I’d almost reached the end of the lane, prepared to do a flip turn, when a very large, very male, and extremely hot body plunged into the lane beside me, sending ripples through the water. I came up spitting. I knew exactly who it was.

“Jared!”

The hot body surfaced. Jared Oliver. My nemesis. I’d hated him with every fiber of my being since that day. But I never EVER allowed myself to even think about that. It didn’t help that he’d made it his lifelong mission to annoy me.

Water sluiced down his stupidly gorgeous, grinning face. I remembered that magical grin from that first day we met. He’d tried to charm me then, too. And it had worked—for about an hour. Before I realized what an arrogant jerk he was.

“Hey, Kell. I didn’t see you there.”

I squinted my eyes at him. “Then you might need to get your eyes checked because I was right there!” In a bright red one-piece.

He casually draped his arms over the lane divider, his lazy grin firmly in place. “Oops.”

Oops, my butt. He’d meant to do that. “You really should have a handle on pool etiquette by now, Oliver. However, since I know you’re a little slow sometimes, I’ll give you a helpful hint. Cannonballs when someone else is training is super rude.”

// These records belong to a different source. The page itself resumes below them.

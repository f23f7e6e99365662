//! Error taxonomy for the job pipeline.

use thiserror::Error;

#[derive(Debug, Error)]
pub enum JobError {
    /// Missing or malformed caller input.
    #[error("{0}")]
    Validation(String),

    /// Image normalization or upload failed.
    #[error("Upstream I/O failed: {0}")]
    UpstreamIo(String),

    /// The predictor refused the job at submit time.
    #[error("Prediction submission failed: {body}")]
    Submission { status: Option<u16>, body: String },

    /// The predictor reported a terminal error state.
    #[error("Prediction failed: {}", describe_failure(.0))]
    PredictionFailed(serde_json::Value),

    #[error("Prediction did not finish after {attempts} status checks")]
    PollTimeout { attempts: u32 },

    /// A single status probe failed. Absorbed by the poller.
    #[error("Status check failed: {0}")]
    StatusProbe(String),

    /// Snapshot publish failed. Only ever logged.
    #[error("Snapshot publish failed: {0}")]
    Publish(String),

    #[error("Job task lost: {0}")]
    TaskLost(String),
}

impl JobError {
    /// True for errors the caller can fix by changing the request.
    pub fn is_client_error(&self) -> bool {
        matches!(self, Self::Validation(_))
    }

    /// Reclassify a collaborator failure as [`JobError::UpstreamIo`].
    pub(crate) fn into_upstream(self) -> Self {
        match self {
            err @ Self::UpstreamIo(_) => err,
            other => Self::UpstreamIo(other.to_string()),
        }
    }
}

/// Prefer the predictor's own error message, fall back to the raw payload.
fn describe_failure(payload: &serde_json::Value) -> String {
    match payload.get("error") {
        Some(serde_json::Value::String(msg)) if !msg.is_empty() => msg.clone(),
        _ => payload.to_string(),
    }
}
//! Job orchestrator: drives one transformation request end to end.
//!
//! Flow:
//! 1. Validate prompt and image payload
//! 2. Normalize the image and upload it
//! 3. Submit to the predictor
//! 4. Poll for the result
//! 5. Record the outcome, publish a snapshot in the background
//!
//! Nothing here is retried. The snapshot publish is the only step whose
//! failure never reaches the caller.

use std::sync::Arc;

use tracing::Instrument;

use crate::error::JobError;
use crate::job::{JobOutcome, JobRequest, JobSubmission};
use crate::normalize::ImageNormalizer;
use crate::poller::{PollConfig, ResultPoller};
use crate::predictor::Predictor;
use crate::publish::{NoopPublisher, SnapshotPublisher, snapshot_path};
use crate::store::SessionStore;
use crate::upload::ObjectStore;

pub const DEFAULT_SNAPSHOT_DIR: &str = "results";

pub struct JobOrchestrator {
    predictor: Arc<dyn Predictor>,
    normalizer: Arc<dyn ImageNormalizer>,
    object_store: Arc<dyn ObjectStore>,
    store: Arc<dyn SessionStore>,
    poller: ResultPoller,
    publisher: Arc<dyn SnapshotPublisher>,
    snapshot_dir: String,
}

impl JobOrchestrator {
    pub fn new(
        predictor: Arc<dyn Predictor>,
        normalizer: Arc<dyn ImageNormalizer>,
        object_store: Arc<dyn ObjectStore>,
        store: Arc<dyn SessionStore>,
    ) -> Self {
        Self {
            predictor,
            normalizer,
            object_store,
            store,
            poller: ResultPoller::new(PollConfig::default()),
            publisher: Arc::new(NoopPublisher),
            snapshot_dir: DEFAULT_SNAPSHOT_DIR.to_string(),
        }
    }

    pub fn with_poller(mut self, poller: ResultPoller) -> Self {
        self.poller = poller;
        self
    }

    pub fn with_publisher(mut self, publisher: Arc<dyn SnapshotPublisher>) -> Self {
        self.publisher = publisher;
        self
    }

    pub fn with_snapshot_dir(mut self, dir: impl Into<String>) -> Self {
        self.snapshot_dir = dir.into();
        self
    }

    pub fn store(&self) -> &Arc<dyn SessionStore> {
        &self.store
    }

    /// Run one request to completion and return the artifact URL.
    pub async fn run(&self, request: JobRequest) -> Result<String, JobError> {
        let identifier = request.id.clone().unwrap_or_default();
        let span = tracing::info_span!("job", job_id = %identifier);
        self.run_inner(identifier, request).instrument(span).await
    }

    async fn run_inner(&self, identifier: String, request: JobRequest) -> Result<String, JobError> {
        let (prompt, image) = validate(request)?;

        let normalized = self
            .normalizer
            .normalize(&image)
            .await
            .map_err(JobError::into_upstream)?;
        let image_url = self
            .object_store
            .upload(normalized.bytes, normalized.content_type)
            .await
            .map_err(JobError::into_upstream)?;

        let submission = JobSubmission {
            identifier: identifier.clone(),
            prompt,
            image_url,
        };
        let token = self.predictor.submit(&submission).await?;
        tracing::info!(%token, image_url = %submission.image_url, "Prediction submitted");

        let artifact_url = self.poller.run(&*self.predictor, &token).await?;

        let outcome = JobOutcome::completed_now(identifier, submission.prompt, artifact_url.clone());
        if self.store.insert(outcome.clone()).is_some() {
            tracing::debug!("Replaced earlier outcome for identifier");
        }
        tracing::info!(%artifact_url, "Job complete");

        self.spawn_publish(outcome);
        Ok(artifact_url)
    }

    /// Fire and forget. The result is already committed from the caller's view.
    fn spawn_publish(&self, outcome: JobOutcome) {
        let publisher = Arc::clone(&self.publisher);
        let path = snapshot_path(&self.snapshot_dir, &outcome.identifier);
        let message = format!("Add restyle result for {}", outcome.identifier);

        tokio::spawn(
            async move {
                let payload = match serde_json::to_value(&outcome) {
                    Ok(payload) => payload,
                    Err(e) => {
                        tracing::warn!(error = %e, "Failed to serialize job snapshot");
                        return;
                    }
                };
                if let Err(e) = publisher.publish(&path, &payload, &message).await {
                    tracing::warn!(%path, error = %e, "Snapshot publish failed");
                }
            }
            .in_current_span(),
        );
    }
}

fn validate(request: JobRequest) -> Result<(String, String), JobError> {
    let prompt = request.prompt.filter(|p| !p.trim().is_empty());
    let image = request.image.filter(|i| !i.trim().is_empty());

    match (prompt, image) {
        (Some(prompt), Some(image)) => Ok((prompt, image)),
        (None, None) => Err(JobError::Validation(
            "Both a prompt and an image are required".to_string(),
        )),
        (None, _) => Err(JobError::Validation("A prompt is required".to_string())),
        (_, None) => Err(JobError::Validation("An image is required".to_string())),
    }
}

Jared’s blue eyes tightened just a fraction, but that was his only reaction to my verbal set down. This was normal for us after the incident-that-shall-not-be-named. I didn’t know what I would do if he was ever nice to me. Probably drop dead.

“You think I’m slow?” he asked, trailing his fingers in the water between us.

I didn’t. And we both knew it. He’d proven it with humiliating alacrity.

“I know you are.” No sense feeding his ego. He had a fan club for that, of which I was NOT a member.

His grin dropped into a small, challenging smile as he eyed me speculatively. “Fine. How about a race then?”

A race? My heart pounded at the mere mention of a race with him. And not purely out of competitive spirit. It was because of what had happened before, when he’d completely humiliated me, thus forging our destiny as mortal enemies.

“You want to race?” Again.

He shrugged, and his careless attitude prickled. It was probably the thing I hated most about him. He just made everything seem so effortless. Swimming. Training. Weightlifting. He and his family had moved here at the beginning of our senior year. Jared had become Mr. Popularity overnight. The jerk. It wasn’t supposed to work like that. I’d been going to school in this district my whole life, and I doubted half the people in my class knew my name.

Everyone knew Jared Oliver even before he’d led our boys’ swim team to their first State Championship ever. Once he’d done that, however, they all thought he was going to be the next Michael Phelps. Pssht. As if.

“Whadya say, Harris? You in?” Jared taunted.

Why? Why now, after all this time?

I’d already been swimming for thirty minutes and had planned to swim another thirty. Jared looked strong and fresh and ready to take on the world. There was no way I could beat him. There was also no way I wouldn’t try.